§ What you are asked to do: The entries below are to be returned exactly. Include all of them.

§ Dataset entries:
--- START ---

//! Error taxonomy shared by the controller and cloud adapters.
//!
//! [`FailureKind`] is the classification the allocation state machine and
//! cloud adapter actually switch on (§7/§7a); [`SharedError`] is the concrete
//! `thiserror` enum produced at the point of origin. `classify` maps one to
//! the other so call sites never have to match on concrete variants.

use thiserror::Error;

/// The five error kinds the allocation state machine and reconcilers branch
/// on. Concrete errors (`SharedError`, `ControllerError`, agent kernel
/// errors) each classify into one of these.
#[derive(Clone, Copy, Debug, PartialEq, Eq)]
pub enum FailureKind {
    /// Retry with the default exponential back-off: store conflicts,
    /// rate-limited cloud calls, HTTP 5xx, transient network errors.
    Transient,
    /// Node agent absent, unreachable, or not ready. Allocation moves to
    /// `NodeError` and is relocated to a different node.
    NodeUnreachable,
    /// Cloud provider returned a 4xx with a reason (address gone, quota
    /// exceeded). Allocation moves to `Error` and enters the long retry loop.
    AllocationBusiness,
    /// Address not in any allowed pool, unknown provider, unknown allocation
    /// type. Moves to `Error`, then `Failed` once retries exhaust.
    DataInvariantViolated,
    /// Unrecoverable: observer deadline breach, missing required
    /// environment. The owning process exits.
    Fatal,
}

#[derive(Error, Debug)]
pub enum SharedError {
    #[error(transparent)]
    Kube(#[from] kube::Error),

    #[error("watcher error: {0}")]
    Watcher(#[from] kube::runtime::watcher::Error),

    #[error("finalizer error: {0}")]
    Finalizer(#[source] Box<kube::runtime::finalizer::Error<SharedError>>),

    #[error("cloud adapter HTTP error: {0}")]
    CloudHttp(#[from] reqwest::Error),

    #[error("cloud provider rejected the request ({status}): {message}")]
    CloudRejected { status: u16, message: String },

    #[error("node agent RPC error: {0}")]
    Rpc(#[from] tonic::Status),

    #[error("data invariant violated: {0}")]
    DataInvariantViolated(String),

    #[error(transparent)]
    Other(#[from] anyhow::Error),
}

impl SharedError {
    /// Maps a concrete error onto the kind the state machine switches on.
    /// §7a: cloud 5xx/network => Transient, cloud 4xx => AllocationBusiness,
    /// RPC failures => NodeUnreachable, explicit invariant breaks =>
    /// DataInvariantViolated.
    pub fn classify(&self) -> FailureKind {
        match self {
            SharedError::Kube(e) => classify_kube_error(e),
            SharedError::Watcher(_) => FailureKind::Transient,
            SharedError::Finalizer(_) => FailureKind::Transient,
            SharedError::CloudHttp(e) => {
                if e.is_timeout() || e.is_connect() {
                    FailureKind::Transient
                } else if let Some(status) = e.status() {
                    classify_http_status(status.as_u16())
                } else {
                    FailureKind::Transient
                }
            }
            SharedError::CloudRejected { status, .. } => classify_http_status(*status),
            SharedError::Rpc(status) => classify_tonic_status(status),
            SharedError::DataInvariantViolated(_) => FailureKind::DataInvariantViolated,
            SharedError::Other(_) => FailureKind::Transient,
        }
    }
}

fn classify_kube_error(e: &kube::Error) -> FailureKind {
    match e {
        kube::Error::Api(api_err) if api_err.code == 409 => FailureKind::Transient,
        kube::Error::Api(api_err) if (500..600).contains(&api_err.code) => FailureKind::Transient,
        kube::Error::Api(_) => FailureKind::DataInvariantViolated,
        _ => FailureKind::Transient,
    }
}

fn classify_http_status(status: u16) -> FailureKind {
    if (500..600).contains(&status) || status == 429 {
        FailureKind::Transient
    } else {
        FailureKind::AllocationBusiness
    }
}

fn classify_tonic_status(status: &tonic::Status) -> FailureKind {
    use tonic::Code;
    match status.code() {
        Code::Unavailable | Code::DeadlineExceeded | Code::Aborted => FailureKind::NodeUnreachable,
        Code::ResourceExhausted | Code::Unknown => FailureKind::Transient,
        _ => FailureKind::NodeUnreachable,
    }
}

pub type Result<T, E = SharedError> = std::result::Result<T, E>;

#[cfg(test)]
mod tests {
    use super::*;

    #[test]
    fn cloud_rejected_4xx_is_allocation_business() {
        let e = SharedError::CloudRejected {
            status: 404,
            message: "address not found".into(),
        };
        assert_eq!(e.classify(), FailureKind::AllocationBusiness);
    }

    #[test]
    fn cloud_rejected_5xx_is_transient() {
        let e = SharedError::CloudRejected {
            status: 503,
            message: "upstream unavailable".into(),
        };
        assert_eq!(e.classify(), FailureKind::Transient);
    }

    #[test]
    fn data_invariant_violation_classifies_directly() {
        let e = SharedError::DataInvariantViolated("unknown provider".into());
        assert_eq!(e.classify(), FailureKind::DataInvariantViolated);
    }

    #[test]
    fn rpc_unavailable_is_node_unreachable() {
        let e = SharedError::Rpc(tonic::Status::unavailable("dial failed"));
        assert_eq!(e.classify(), FailureKind::NodeUnreachable);
    }
}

--- END ---

§ Reply to the exercise:
//! Error taxonomy shared by the controller and cloud adapters.
//!
//! [`FailureKind`] is the classification the allocation state machine and
//! cloud adapter actually switch on (§7/§7a); [`SharedError`] is the concrete
//! `thiserror` enum produced at the point of origin. `classify` maps one to
//! the other so call sites never have to match on concrete variants.

use thiserror::Error;

/// The five error kinds the allocation state machine and reconcilers branch
/// on. Concrete errors (`SharedError`, `ControllerError`, agent kernel
/// errors) each classify into one of these.
#[derive(Clone, Copy, Debug, PartialEq, Eq)]
pub enum FailureKind {
    /// Retry with the default exponential back-off: store conflicts,
    /// rate-limited cloud calls, HTTP 5xx, transient network errors.
    Transient,
    /// Node agent absent, unreachable, or not ready. Allocation moves to
    /// `NodeError` and is relocated to a different node.
    NodeUnreachable,
    /// Cloud provider returned a 4xx with a reason (address gone, quota
    /// exceeded). Allocation moves to `Error` and enters the long retry loop.
    AllocationBusiness,
    /// Address not in any allowed pool, unknown provider, unknown allocation
    /// type. Moves to `Error`, then `Failed` once retries exhaust.
    DataInvariantViolated,
    /// Unrecoverable: observer deadline breach, missing required
    /// environment. The owning process exits.
    Fatal,
}

#[derive(Error, Debug)]
pub enum SharedError {
    #[error(transparent)]
    Kube(#[from] kube::Error),

    #[error("watcher error: {0}")]
    Watcher(#[from] kube::runtime::watcher::Error),

    #[error("finalizer error: {0}")]
    Finalizer(#[source] Box<kube::runtime::finalizer::Error<SharedError>>),

    #[error("cloud adapter HTTP error: {0}")]
    CloudHttp(#[from] reqwest::Error),

    #[error("cloud provider rejected the request ({status}): {message}")]
    CloudRejected { status: u16, message: String },

    #[error("node agent RPC error: {0}")]
    Rpc(#[from] tonic::Status),

    #[error("data invariant violated: {0}")]
    DataInvariantViolated(String),

    #[error(transparent)]
    Other(#[from] anyhow::Error),
}

impl SharedError {
    /// Maps a concrete error onto the kind the state machine switches on.
    /// §7a: cloud 5xx/network => Transient, cloud 4xx => AllocationBusiness,
    /// RPC failures => NodeUnreachable, explicit invariant breaks =>
    /// DataInvariantViolated.
    pub fn classify(&self) -> FailureKind {
        match self {
            SharedError::Kube(e) => classify_kube_error(e),
            SharedError::Watcher(_) => FailureKind::Transient,
            SharedError::Finalizer(_) => FailureKind::Transient,
            SharedError::CloudHttp(e) => {
                if e.is_timeout() || e.is_connect() {
                    FailureKind::Transient
                } else if let Some(status) = e.status() {
                    classify_http_status(status.as_u16())
                } else {
                    FailureKind::Transient
                }
            }
            SharedError::CloudRejected { status, .. } => classify_http_status(*status),
            SharedError::Rpc(status) => classify_tonic_status(status),
            SharedError::DataInvariantViolated(_) => FailureKind::DataInvariantViolated,
            SharedError::Other(_) => FailureKind::Transient,
        }
    }
}

fn classify_kube_error(e: &kube::Error) -> FailureKind {
    match e {
        kube::Error::Api(api_err) if api_err.code == 409 => FailureKind::Transient,
        kube::Error::Api(api_err) if (500..600).contains(&api_err.code) => FailureKind::Transient,
        kube::Error::Api(_) => FailureKind::DataInvariantViolated,
        _ => FailureKind::Transient,
    }
}

fn classify_http_status(status: u16) -> FailureKind {
    if (500..600).contains(&status) || status == 429 {
        FailureKind::Transient
    } else {
        FailureKind::AllocationBusiness
    }
}

fn classify_tonic_status(status: &tonic::Status) -> FailureKind {
    use tonic::Code;
    match status.code() {
        Code::Unavailable | Code::DeadlineExceeded | Code::Aborted => FailureKind::NodeUnreachable,
        Code::ResourceExhausted | Code::Unknown => FailureKind::Transient,
        _ => FailureKind::NodeUnreachable,
    }
}

pub type Result<T, E = SharedError> = std::result::Result<T, E>;

#[cfg(test)]
mod tests {
    use super::*;

    #[test]
    fn cloud_rejected_4xx_is_allocation_business() {
        let e = SharedError::CloudRejected {
            status: 404,
            message: "address not found".into(),
        };
        assert_eq!(e.classify(), FailureKind::AllocationBusiness);
    }

    #[test]
    fn cloud_rejected_5xx_is_transient() {
        let e = SharedError::CloudRejected {
            status: 503,
            message: "upstream unavailable".into(),
        };
        assert_eq!(e.classify(), FailureKind::Transient);
    }

    #[test]
    fn data_invariant_violation_classifies_directly() {
        let e = SharedError::DataInvariantViolated("unknown provider".into());
        assert_eq!(e.classify(), FailureKind::DataInvariantViolated);
    }

    #[test]
    fn rpc_unavailable_is_node_unreachable() {
        let e = SharedError::Rpc(tonic::Status::unavailable("dial failed"));
        assert_eq!(e.classify(), FailureKind::NodeUnreachable);
    }
}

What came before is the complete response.